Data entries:
^^^^^^^^^^^^^^^^

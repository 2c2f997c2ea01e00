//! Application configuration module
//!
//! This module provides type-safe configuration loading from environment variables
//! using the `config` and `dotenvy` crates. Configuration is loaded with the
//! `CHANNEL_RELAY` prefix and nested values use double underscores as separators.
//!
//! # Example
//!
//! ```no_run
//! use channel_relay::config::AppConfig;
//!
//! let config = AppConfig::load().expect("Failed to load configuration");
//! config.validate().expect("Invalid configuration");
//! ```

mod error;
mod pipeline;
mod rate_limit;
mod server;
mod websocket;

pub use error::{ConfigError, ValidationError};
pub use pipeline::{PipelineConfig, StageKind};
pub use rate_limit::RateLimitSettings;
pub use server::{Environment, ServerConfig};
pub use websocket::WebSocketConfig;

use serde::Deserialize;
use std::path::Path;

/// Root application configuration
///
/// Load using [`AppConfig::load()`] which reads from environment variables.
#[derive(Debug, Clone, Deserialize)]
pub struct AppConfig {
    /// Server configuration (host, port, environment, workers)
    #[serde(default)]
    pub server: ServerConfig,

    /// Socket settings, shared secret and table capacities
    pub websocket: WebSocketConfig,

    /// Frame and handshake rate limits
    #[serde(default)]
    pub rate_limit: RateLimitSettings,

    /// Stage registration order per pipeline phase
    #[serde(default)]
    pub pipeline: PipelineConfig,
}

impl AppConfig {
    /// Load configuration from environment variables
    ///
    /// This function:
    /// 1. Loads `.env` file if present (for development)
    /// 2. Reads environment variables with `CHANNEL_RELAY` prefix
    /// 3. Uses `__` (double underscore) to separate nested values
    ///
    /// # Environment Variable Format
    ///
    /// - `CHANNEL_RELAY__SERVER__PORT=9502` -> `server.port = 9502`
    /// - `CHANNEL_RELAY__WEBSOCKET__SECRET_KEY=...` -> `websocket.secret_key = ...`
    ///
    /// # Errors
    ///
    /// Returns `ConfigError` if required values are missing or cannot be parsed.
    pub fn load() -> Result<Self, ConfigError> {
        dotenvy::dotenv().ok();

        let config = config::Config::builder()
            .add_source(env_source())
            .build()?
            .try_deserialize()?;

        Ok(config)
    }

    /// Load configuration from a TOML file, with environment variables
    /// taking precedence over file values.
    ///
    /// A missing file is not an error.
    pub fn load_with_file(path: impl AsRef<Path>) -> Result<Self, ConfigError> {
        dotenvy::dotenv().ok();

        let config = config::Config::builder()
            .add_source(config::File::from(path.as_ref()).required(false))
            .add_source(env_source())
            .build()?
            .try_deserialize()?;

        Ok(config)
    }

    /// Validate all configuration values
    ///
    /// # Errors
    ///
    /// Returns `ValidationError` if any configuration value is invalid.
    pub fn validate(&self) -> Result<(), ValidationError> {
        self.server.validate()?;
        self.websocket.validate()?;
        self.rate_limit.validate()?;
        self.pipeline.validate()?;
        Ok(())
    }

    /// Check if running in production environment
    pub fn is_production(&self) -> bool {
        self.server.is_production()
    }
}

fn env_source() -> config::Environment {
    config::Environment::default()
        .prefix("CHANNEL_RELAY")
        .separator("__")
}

^^^^^^^^^^^^^^^^

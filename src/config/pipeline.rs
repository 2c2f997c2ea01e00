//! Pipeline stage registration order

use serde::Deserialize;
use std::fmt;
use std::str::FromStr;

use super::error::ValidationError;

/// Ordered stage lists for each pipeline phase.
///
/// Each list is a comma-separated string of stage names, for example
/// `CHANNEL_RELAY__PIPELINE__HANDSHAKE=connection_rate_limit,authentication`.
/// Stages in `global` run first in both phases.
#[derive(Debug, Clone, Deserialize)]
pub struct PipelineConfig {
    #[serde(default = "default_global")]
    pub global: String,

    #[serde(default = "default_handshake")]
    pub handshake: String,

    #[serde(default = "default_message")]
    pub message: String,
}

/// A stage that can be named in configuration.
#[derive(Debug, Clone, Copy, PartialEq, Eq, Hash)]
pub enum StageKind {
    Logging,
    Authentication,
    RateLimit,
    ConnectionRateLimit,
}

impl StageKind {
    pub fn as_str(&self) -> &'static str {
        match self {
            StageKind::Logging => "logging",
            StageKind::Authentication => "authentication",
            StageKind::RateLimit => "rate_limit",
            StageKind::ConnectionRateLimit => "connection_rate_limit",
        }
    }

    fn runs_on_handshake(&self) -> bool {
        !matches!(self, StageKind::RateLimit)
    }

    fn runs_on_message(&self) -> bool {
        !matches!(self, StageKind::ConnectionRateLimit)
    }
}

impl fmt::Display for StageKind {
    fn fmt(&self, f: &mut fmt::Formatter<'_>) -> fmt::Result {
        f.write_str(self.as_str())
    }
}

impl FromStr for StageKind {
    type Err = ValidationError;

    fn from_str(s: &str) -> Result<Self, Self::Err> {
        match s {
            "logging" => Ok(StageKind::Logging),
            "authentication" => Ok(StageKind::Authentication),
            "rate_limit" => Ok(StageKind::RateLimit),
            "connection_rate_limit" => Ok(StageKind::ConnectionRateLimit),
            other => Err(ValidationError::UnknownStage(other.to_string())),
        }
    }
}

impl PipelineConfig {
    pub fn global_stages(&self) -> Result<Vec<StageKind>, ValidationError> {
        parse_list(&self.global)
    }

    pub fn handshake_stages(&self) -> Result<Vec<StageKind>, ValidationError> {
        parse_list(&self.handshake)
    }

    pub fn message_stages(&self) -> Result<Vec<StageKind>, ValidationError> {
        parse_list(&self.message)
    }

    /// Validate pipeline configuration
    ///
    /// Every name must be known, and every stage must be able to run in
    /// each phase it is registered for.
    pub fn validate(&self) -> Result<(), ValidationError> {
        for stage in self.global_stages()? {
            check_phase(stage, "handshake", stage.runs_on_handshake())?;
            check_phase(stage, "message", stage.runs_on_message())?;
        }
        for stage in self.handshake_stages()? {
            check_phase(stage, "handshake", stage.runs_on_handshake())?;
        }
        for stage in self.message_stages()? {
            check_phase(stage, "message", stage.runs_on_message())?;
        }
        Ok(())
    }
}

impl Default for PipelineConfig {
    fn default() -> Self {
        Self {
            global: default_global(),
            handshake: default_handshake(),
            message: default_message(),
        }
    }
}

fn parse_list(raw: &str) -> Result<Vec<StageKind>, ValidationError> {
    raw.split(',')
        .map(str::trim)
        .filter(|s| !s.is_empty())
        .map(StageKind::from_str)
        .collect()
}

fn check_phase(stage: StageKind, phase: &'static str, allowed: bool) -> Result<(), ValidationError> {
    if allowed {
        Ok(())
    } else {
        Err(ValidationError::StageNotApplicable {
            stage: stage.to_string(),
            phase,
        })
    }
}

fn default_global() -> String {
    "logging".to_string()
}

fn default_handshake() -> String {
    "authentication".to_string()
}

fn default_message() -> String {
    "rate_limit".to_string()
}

^^^^^^^^^^^^^^^^

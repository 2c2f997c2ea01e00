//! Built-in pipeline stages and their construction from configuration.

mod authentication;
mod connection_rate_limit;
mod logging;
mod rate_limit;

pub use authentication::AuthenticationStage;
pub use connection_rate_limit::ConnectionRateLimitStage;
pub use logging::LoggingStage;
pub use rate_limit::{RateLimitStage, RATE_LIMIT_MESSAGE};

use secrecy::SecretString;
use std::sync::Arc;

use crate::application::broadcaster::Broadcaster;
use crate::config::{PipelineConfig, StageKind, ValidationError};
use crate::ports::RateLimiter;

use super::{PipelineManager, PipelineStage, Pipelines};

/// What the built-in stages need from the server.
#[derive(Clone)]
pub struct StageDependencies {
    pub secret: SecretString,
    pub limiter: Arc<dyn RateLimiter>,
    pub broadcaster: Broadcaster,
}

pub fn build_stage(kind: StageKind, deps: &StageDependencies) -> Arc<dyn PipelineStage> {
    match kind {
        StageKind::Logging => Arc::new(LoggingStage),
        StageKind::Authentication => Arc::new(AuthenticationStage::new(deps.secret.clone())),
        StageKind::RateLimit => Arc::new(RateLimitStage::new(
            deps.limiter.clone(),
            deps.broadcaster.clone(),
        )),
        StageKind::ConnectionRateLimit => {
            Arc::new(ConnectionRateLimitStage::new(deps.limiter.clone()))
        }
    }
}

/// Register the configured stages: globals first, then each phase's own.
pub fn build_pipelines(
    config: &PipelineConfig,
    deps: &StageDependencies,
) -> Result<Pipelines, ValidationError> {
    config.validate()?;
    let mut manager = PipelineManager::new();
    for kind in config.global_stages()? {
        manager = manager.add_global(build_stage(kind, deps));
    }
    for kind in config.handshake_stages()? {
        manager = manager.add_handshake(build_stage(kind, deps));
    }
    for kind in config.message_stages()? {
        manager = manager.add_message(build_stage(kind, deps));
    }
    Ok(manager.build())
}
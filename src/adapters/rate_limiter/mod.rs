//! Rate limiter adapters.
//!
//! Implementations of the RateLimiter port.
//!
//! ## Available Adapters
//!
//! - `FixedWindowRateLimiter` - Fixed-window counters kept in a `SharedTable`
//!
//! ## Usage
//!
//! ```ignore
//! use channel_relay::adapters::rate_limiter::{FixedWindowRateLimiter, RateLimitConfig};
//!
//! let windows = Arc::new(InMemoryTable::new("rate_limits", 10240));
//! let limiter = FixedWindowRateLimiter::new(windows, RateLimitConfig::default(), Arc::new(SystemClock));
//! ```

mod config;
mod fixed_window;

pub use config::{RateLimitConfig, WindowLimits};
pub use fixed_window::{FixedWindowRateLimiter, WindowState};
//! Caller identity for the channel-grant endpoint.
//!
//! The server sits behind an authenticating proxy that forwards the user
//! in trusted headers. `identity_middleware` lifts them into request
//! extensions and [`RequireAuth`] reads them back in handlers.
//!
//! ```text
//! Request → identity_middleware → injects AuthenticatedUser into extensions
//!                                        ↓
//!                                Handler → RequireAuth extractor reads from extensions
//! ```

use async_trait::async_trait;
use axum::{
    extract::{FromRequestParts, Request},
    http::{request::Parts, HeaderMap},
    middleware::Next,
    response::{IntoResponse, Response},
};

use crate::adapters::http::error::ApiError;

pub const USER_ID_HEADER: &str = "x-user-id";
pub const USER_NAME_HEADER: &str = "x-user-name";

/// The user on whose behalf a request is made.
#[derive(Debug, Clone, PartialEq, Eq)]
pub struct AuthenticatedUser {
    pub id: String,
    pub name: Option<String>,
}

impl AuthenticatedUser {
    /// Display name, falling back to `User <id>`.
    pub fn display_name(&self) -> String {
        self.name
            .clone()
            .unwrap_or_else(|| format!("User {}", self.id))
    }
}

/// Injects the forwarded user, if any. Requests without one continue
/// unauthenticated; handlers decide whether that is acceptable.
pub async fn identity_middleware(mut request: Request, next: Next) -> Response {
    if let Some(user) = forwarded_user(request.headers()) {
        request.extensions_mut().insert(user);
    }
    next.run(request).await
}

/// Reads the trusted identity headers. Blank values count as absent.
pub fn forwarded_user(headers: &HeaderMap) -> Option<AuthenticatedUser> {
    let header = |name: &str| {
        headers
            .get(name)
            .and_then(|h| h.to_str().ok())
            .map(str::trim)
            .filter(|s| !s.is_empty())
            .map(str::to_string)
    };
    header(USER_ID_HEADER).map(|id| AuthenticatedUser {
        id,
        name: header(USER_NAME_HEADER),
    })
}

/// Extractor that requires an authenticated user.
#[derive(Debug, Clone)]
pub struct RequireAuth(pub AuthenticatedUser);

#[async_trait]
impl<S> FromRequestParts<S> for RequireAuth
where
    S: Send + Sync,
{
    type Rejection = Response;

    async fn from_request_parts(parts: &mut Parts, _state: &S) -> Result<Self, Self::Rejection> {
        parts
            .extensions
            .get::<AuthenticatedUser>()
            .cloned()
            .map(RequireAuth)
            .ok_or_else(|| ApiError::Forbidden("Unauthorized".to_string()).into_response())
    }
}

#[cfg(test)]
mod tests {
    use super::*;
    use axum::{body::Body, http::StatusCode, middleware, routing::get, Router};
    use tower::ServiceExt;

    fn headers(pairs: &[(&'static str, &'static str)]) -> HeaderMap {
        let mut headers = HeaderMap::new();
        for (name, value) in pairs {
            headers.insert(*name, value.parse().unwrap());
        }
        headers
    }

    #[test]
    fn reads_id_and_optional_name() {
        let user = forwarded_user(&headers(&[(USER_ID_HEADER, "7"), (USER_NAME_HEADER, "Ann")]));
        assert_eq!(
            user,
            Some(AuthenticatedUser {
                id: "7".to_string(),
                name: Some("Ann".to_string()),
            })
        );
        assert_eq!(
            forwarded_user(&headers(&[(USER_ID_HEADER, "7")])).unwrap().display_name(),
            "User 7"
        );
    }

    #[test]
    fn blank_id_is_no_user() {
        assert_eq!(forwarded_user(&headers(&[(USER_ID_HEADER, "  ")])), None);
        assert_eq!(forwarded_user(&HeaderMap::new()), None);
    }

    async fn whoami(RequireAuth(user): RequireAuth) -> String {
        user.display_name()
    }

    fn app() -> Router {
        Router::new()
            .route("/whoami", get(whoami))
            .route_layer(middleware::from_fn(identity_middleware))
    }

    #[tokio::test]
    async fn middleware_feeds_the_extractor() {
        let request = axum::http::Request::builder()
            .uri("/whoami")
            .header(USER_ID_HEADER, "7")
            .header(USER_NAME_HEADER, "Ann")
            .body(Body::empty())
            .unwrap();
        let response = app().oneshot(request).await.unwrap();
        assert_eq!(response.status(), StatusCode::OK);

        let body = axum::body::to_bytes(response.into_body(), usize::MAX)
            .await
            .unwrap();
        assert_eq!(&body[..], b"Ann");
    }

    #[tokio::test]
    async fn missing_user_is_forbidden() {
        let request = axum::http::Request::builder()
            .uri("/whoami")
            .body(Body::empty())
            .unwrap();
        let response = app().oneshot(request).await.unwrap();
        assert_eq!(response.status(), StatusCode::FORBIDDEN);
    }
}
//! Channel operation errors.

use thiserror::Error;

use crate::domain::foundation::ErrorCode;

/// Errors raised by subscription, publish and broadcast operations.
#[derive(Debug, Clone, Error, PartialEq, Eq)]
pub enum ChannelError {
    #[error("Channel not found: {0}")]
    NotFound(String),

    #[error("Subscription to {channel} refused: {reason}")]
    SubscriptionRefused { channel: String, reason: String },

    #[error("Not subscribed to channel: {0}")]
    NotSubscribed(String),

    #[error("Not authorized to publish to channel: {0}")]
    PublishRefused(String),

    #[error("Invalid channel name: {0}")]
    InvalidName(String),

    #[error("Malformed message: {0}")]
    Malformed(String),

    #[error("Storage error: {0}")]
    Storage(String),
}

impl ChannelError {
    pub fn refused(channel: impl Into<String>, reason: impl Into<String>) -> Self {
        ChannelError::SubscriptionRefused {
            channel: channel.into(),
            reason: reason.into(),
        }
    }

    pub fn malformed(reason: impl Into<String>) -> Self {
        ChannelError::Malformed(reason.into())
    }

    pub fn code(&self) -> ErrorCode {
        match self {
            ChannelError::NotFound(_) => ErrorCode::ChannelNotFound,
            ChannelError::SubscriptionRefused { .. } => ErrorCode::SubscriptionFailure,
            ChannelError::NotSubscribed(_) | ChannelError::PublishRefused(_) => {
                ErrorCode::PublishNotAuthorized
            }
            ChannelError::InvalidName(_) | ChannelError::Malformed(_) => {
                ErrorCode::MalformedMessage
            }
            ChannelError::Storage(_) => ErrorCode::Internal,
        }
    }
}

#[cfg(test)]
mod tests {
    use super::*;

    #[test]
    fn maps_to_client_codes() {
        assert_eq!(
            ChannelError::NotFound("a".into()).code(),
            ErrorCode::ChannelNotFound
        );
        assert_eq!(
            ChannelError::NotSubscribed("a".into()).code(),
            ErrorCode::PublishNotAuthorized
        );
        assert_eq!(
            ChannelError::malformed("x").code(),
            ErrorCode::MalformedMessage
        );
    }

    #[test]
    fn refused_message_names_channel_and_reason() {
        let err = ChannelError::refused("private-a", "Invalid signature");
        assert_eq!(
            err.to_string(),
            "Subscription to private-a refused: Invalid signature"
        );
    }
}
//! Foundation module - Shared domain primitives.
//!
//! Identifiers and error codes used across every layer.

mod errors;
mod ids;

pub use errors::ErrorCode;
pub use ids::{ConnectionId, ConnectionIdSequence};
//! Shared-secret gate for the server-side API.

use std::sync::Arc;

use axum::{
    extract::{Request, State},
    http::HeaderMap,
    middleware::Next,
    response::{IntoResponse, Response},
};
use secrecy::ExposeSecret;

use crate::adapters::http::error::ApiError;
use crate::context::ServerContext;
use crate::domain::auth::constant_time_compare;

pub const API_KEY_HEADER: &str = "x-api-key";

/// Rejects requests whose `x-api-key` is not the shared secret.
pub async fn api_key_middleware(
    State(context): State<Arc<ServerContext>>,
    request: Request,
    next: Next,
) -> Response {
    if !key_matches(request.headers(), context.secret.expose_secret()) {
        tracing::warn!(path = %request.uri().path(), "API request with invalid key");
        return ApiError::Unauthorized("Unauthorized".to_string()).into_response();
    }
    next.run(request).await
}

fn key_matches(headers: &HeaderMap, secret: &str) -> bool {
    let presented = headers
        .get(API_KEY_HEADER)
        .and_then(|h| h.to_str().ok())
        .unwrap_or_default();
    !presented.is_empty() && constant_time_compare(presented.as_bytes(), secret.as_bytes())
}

^^^^^^^^^^^^^^^^

WHAT TO WORK ON
Among the lines of the preceding data, which ones hold the word "whose"? List them.

SOLUTION TO THIS PROBLEM
/// The user on whose behalf a request is made.
/// Rejects requests whose `x-api-key` is not the shared secret.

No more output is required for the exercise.